Unter dem Namen „Gerber Upstairs“ will Steim nun sogenannte Pop-up-Boxen installieren. Darunter versteht man kleine, flexible Verkaufsflächen entlang der Laufwege. Sie sollen im monatlichen Wechsel mit neuen, jungen Konzepten bespielt werden. Damit wird das bisherige Konzept des Gerber-Centermanagements unterhöhlt und konterkariert. Denn Helmut Koprian, Chef des Managements und der gleichnamigen Firma Koprian IQ, lehnt gerade solche flexiblen Verkaufsflächen ab.

Jetzt sollen ausgerechnet solche Flächen das Einkaufscenter retten. Ein Gerber-Sprecher dazu: „Die Firma Koprian IQ macht bis auf weiteres das Centermanagement und das operative Geschäft. Aber wir holen eben neue Kräfte hinzu.“

Geplant sind auch kulturelle Veranstaltungen

Gemeint sind der strategische Berater Nils Blömke und Hannes Steim mit seiner Agentur Farbenweis. „In Farbenweis haben wir den richtigen Partner für diese ambitionierte Aufgabe gewinnen können. Hannes Steim hat mit seiner bisherigen Arbeit bewiesen, dass er ein gutes Händchen für richtungweisende Konzepte und Produktionen hat“, sagt Böhmke.

Der Startschuss für das „Gerber 2.0“ fällt am 19. September mit einem Designsupermarkt, der von Farbenweis selbst betrieben wird. Geplant sind zudem kulturelle Veranstaltungen nach dem Vorbild des Fluxus in der Calwer Passage.

Die Fläche für den neuen Laden wurde bisher von dem insolventen Unternehmen Madonna genutzt.
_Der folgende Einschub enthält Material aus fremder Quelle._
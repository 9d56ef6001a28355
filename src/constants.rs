//! This module contains all the constants used in the game.

use std::time::Duration;

use glam::IVec2;

pub const LOOP_TIME: Duration = Duration::from_nanos((1_000_000_000.0 / 60.0) as u64);

/// The size of the whole level, in pixels. The origin is the level's top-left corner.
pub const LEVEL_SIZE: IVec2 = IVec2::new(1980, 990);
/// The initial (and minimum) size of the window, in pixels.
pub const SCREEN_SIZE: IVec2 = IVec2::new(600, 600);

/// The edge length of the standard character clip on the sprite sheet.
pub const STANDARD_SPRITE_SIZE: i32 = 194;

/// Pixels travelled per frame by Pac-Man and the ghosts.
pub const PAC_SPEED: i32 = 10;

/// Upper bound on the number of tiles in the level grid (22 x 11 cells of 90px).
pub const TILE_MAP_CAPACITY: usize = ((LEVEL_SIZE.x / 90) * (LEVEL_SIZE.y / 90)) as usize;
/// Number of configured tile types, `0` (empty) included.
pub const TILE_TYPE_COUNT: u8 = 2;

/// Size of a text box buffer in bytes, terminator included.
pub const TEXT_BOX_BUFFER_SIZE: usize = 20;
/// Longest text a text box accepts.
pub const TEXT_BOX_MAX_LEN: usize = TEXT_BOX_BUFFER_SIZE - 1;
/// Characters per rendered text box line.
pub const TEXT_BOX_LINE_SIZE: usize = 10;
pub const TEXT_BOX_WIDTH: i32 = STANDARD_SPRITE_SIZE + 100;
pub const TEXT_BOX_HEIGHT: i32 = STANDARD_SPRITE_SIZE / 2;
/// Padding between a text box panel edge and its text.
pub const TEXT_BOX_PADDING: i32 = 10;

pub const TITLE_FONT_SIZE: u16 = 48;
pub const TEXT_BOX_FONT_SIZE: u16 = 36;

pub const N_SPARKLE_PARTICLES: usize = 40;
pub const POWER_UP_DURATION: Duration = Duration::from_secs(10);

pub const MAX_RECORDING_SECONDS: usize = 3;
pub const RECORDING_FREQUENCY: i32 = 44_100;
pub const RECORDING_CHANNELS: u8 = 2;
pub const RECORDING_SAMPLES: u16 = 4096;
/// Substring used to prefer a specific audio device over the system default.
pub const PREFERRED_DEVICE_NAME: &str = "High Definition";

pub const SAVE_FILE_PATH: &str = "data/pac_dialog_sf.txt";
pub const SAVE_FILE_DELIMITER: u8 = b'\n';
pub const SAVED_PROMPT: &str = "SAVED!";

pub mod prompts {
    pub const PAC_DEFAULT: &str = "hey";
    pub const BLINKY_DEFAULT: &str = "yoo";
    pub const INKY_DEFAULT: &str = "ronaldinho soccer";

    pub const PAC_HIT: &str = "OHSNAP :(";
    pub const INKY_HIT: &str = ">:)";
    pub const BLINKY_HIT: &str = "DUCK YOU";

    pub const NO_RECORDING_DEVICE: &str = "No recording devices :(";
    pub const NO_PLAYBACK_DEVICE: &str = "No playback devices :(";
}

pub mod colors {
    use sdl2::pixels::Color;

    pub const BLACK: Color = Color::RGB(0, 0, 0);
    pub const YELLOW: Color = Color::RGB(255, 255, 0);
    pub const GREEN: Color = Color::RGB(25, 102, 25);
    pub const LIGHT_BLACK: Color = Color::RGB(80, 80, 80);
    pub const COLLIDER: Color = Color::RGB(0, 255, 0);
}

pub mod animation {
    /// Frames each Pac-Man mouth clip is held for, per clip in the cycle.
    pub const PAC_DELAY: u32 = 2;
    pub const SPARKLE_DELAY: u32 = 2;
    pub const SOUND_WAVE_DELAY: u32 = 8;
    pub const CURSOR_DELAY: u32 = 8;
}

/// Odds (one in N) that something random happens on a given frame.
pub mod odds {
    pub const GHOST_TURN: u32 = 60;
    pub const SPARKLE_RESPAWN: u32 = 10;
}
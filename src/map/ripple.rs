//! The wave painted across the tile sheet when Pac-Man bumps into a block.

use tracing::warn;

use crate::geometry::Rect;

/// A CPU copy of a 32-bit image, one `u32` per pixel, rows packed tightly.
#[derive(Debug, Clone, PartialEq, Eq)]
pub struct PixelBuffer {
    width: usize,
    height: usize,
    pixels: Vec<u32>,
}

impl PixelBuffer {
    pub fn new(width: usize, height: usize, fill: u32) -> Self {
        Self {
            width,
            height,
            pixels: vec![fill; width * height],
        }
    }

    /// Wraps raw pixels. Returns `None` if the length does not match the size.
    pub fn from_pixels(width: usize, height: usize, pixels: Vec<u32>) -> Option<Self> {
        (pixels.len() == width * height).then_some(Self { width, height, pixels })
    }

    /// Builds a buffer from native-endian bytes with the given row pitch.
    pub fn from_bytes(width: usize, height: usize, pitch: usize, bytes: &[u8]) -> Option<Self> {
        if pitch < width * 4 || bytes.len() < pitch * height {
            return None;
        }
        let pixels = bytes
            .chunks(pitch)
            .take(height)
            .flat_map(|row| row[..width * 4].chunks_exact(4))
            .map(|px| u32::from_ne_bytes([px[0], px[1], px[2], px[3]]))
            .collect();
        Self::from_pixels(width, height, pixels)
    }

    pub fn width(&self) -> usize {
        self.width
    }

    pub fn height(&self) -> usize {
        self.height
    }

    pub fn get(&self, x: usize, y: usize) -> Option<u32> {
        (x < self.width && y < self.height).then(|| self.pixels[y * self.width + x])
    }

    fn set(&mut self, x: usize, y: isize, value: u32) -> bool {
        if y < 0 || y as usize >= self.height || x >= self.width {
            return false;
        }
        self.pixels[y as usize * self.width + x] = value;
        true
    }

    fn copy_from(&mut self, other: &PixelBuffer, x: usize, y: isize) -> bool {
        match (y >= 0).then(|| other.get(x, y as usize)).flatten() {
            Some(value) => self.set(x, y, value),
            None => false,
        }
    }

    /// Native-endian bytes of the rows covered by `region`, tightly packed.
    pub fn region_bytes(&self, region: Rect) -> Vec<u8> {
        let (x, w) = (region.x.max(0) as usize, region.w as usize);
        (region.y.max(0) as usize..region.bottom().max(0) as usize)
            .filter(|&row| row < self.height)
            .flat_map(|row| {
                let start = row * self.width + x.min(self.width);
                let end = row * self.width + (x + w).min(self.width);
                self.pixels[start..end].iter().flat_map(|px| px.to_ne_bytes())
            })
            .collect()
    }
}

/// Vertical displacement of the wave at column `x`.
pub fn wave_offset(x: usize, phase: u32) -> isize {
    let step = (x as u64 + phase as u64) / 5;
    ((step as f64).sin() * 5.0) as isize
}

/// Paints a five pixel thick sine band across the middle of `pixels`.
///
/// The rows the band can reach are first restored from `pristine`, so
/// repeated calls never compound. Returns the region that changed, which is
/// empty when nothing could be written.
pub fn ripple(pixels: &mut PixelBuffer, pristine: &PixelBuffer, phase: u32, color: u32) -> Rect {
    if pixels.width != pristine.width || pixels.height != pristine.height {
        warn!(
            patched = ?(pixels.width, pixels.height),
            pristine = ?(pristine.width, pristine.height),
            "Pixel buffers differ in size, skipping ripple"
        );
        return Rect::default();
    }

    let mid = (pixels.height / 2) as isize;
    let mut top = isize::MAX;
    let mut bottom = isize::MIN;

    for x in 0..pixels.width {
        let offset = wave_offset(x, phase);

        for row in (mid - 4)..=(mid + 8) {
            if pixels.copy_from(pristine, x, row) {
                top = top.min(row);
                bottom = bottom.max(row);
            }
        }

        for row in (mid - offset)..(mid - offset + 5) {
            if pixels.set(x, row, color) {
                top = top.min(row);
                bottom = bottom.max(row);
            }
        }
    }

    if top > bottom {
        return Rect::default();
    }
    Rect::new(0, top as i32, pixels.width as i32, (bottom - top + 1) as i32)
}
Nach und nach sollen weitere neue Läden folgen. Auch im Erdgeschoss. Zwar sind die Flächen im Gerber zu 95 Prozent vermietet, aber mit unzufriedenen Mietern sollen Gespräche über eine Vertragsauflösung geführt werden. „Wir sehen auch da Handlungsbedarf“, heißt es, „denn zum neuen Anspruch passen nicht alle Läden.“ Zudem soll den Besuchern im Erdgeschoss eine neue Anmutung präsentiert werden, um die Aufenthaltsqualität im Center zu verbessern. Außerdem werden Grünpflanzen aufgestellt. Farben haben bekanntlich einen hohen Symbolwert. Die Hoffnung ist grün.